Exercise data:
※ ※ ※
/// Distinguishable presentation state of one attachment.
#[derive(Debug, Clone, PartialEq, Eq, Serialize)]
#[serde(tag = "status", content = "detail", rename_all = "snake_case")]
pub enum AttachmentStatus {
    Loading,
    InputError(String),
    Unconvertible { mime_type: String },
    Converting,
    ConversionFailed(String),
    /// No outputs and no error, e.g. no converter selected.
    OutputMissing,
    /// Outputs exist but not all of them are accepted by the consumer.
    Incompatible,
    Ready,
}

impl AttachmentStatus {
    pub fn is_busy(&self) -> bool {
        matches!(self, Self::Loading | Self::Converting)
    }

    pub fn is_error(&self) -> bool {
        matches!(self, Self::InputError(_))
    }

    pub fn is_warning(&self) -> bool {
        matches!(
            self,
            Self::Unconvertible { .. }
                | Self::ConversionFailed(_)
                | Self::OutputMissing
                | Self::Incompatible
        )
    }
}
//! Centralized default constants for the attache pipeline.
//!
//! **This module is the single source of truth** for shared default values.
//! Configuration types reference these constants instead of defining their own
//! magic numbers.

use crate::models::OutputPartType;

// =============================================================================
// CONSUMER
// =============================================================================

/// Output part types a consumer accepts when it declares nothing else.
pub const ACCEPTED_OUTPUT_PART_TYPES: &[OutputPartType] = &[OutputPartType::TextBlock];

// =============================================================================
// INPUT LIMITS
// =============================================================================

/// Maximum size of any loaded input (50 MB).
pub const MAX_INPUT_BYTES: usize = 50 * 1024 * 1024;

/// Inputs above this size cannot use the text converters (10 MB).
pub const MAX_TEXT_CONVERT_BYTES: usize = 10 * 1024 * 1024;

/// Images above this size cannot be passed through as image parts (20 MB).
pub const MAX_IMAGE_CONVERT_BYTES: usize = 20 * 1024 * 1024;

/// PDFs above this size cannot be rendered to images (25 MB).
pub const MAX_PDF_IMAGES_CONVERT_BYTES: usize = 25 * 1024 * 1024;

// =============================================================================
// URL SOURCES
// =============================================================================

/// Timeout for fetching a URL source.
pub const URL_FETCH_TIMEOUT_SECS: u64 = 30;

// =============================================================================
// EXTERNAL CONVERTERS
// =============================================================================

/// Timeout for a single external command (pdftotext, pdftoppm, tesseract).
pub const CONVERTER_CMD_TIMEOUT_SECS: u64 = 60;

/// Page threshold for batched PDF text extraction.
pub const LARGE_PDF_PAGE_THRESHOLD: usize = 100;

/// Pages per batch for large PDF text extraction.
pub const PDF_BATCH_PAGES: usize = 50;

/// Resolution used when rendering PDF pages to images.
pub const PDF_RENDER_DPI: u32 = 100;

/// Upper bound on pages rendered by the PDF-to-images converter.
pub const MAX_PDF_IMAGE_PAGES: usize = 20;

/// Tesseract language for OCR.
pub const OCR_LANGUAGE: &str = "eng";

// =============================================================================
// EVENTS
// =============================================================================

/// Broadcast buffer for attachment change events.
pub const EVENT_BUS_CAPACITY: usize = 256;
※ ※ ※
Required work:
Without changing anything, quote the lines from the top of the data to the line that contains "pub const MAX_TEXT_CONVERT_BYTES: usize", including that line.

Result below:
/// Distinguishable presentation state of one attachment.
#[derive(Debug, Clone, PartialEq, Eq, Serialize)]
#[serde(tag = "status", content = "detail", rename_all = "snake_case")]
pub enum AttachmentStatus {
    Loading,
    InputError(String),
    Unconvertible { mime_type: String },
    Converting,
    ConversionFailed(String),
    /// No outputs and no error, e.g. no converter selected.
    OutputMissing,
    /// Outputs exist but not all of them are accepted by the consumer.
    Incompatible,
    Ready,
}

impl AttachmentStatus {
    pub fn is_busy(&self) -> bool {
        matches!(self, Self::Loading | Self::Converting)
    }

    pub fn is_error(&self) -> bool {
        matches!(self, Self::InputError(_))
    }

    pub fn is_warning(&self) -> bool {
        matches!(
            self,
            Self::Unconvertible { .. }
                | Self::ConversionFailed(_)
                | Self::OutputMissing
                | Self::Incompatible
        )
    }
}
//! Centralized default constants for the attache pipeline.
//!
//! **This module is the single source of truth** for shared default values.
//! Configuration types reference these constants instead of defining their own
//! magic numbers.

use crate::models::OutputPartType;

// =============================================================================
// CONSUMER
// =============================================================================

/// Output part types a consumer accepts when it declares nothing else.
pub const ACCEPTED_OUTPUT_PART_TYPES: &[OutputPartType] = &[OutputPartType::TextBlock];

// =============================================================================
// INPUT LIMITS
// =============================================================================

/// Maximum size of any loaded input (50 MB).
pub const MAX_INPUT_BYTES: usize = 50 * 1024 * 1024;

/// Inputs above this size cannot use the text converters (10 MB).
pub const MAX_TEXT_CONVERT_BYTES: usize = 10 * 1024 * 1024;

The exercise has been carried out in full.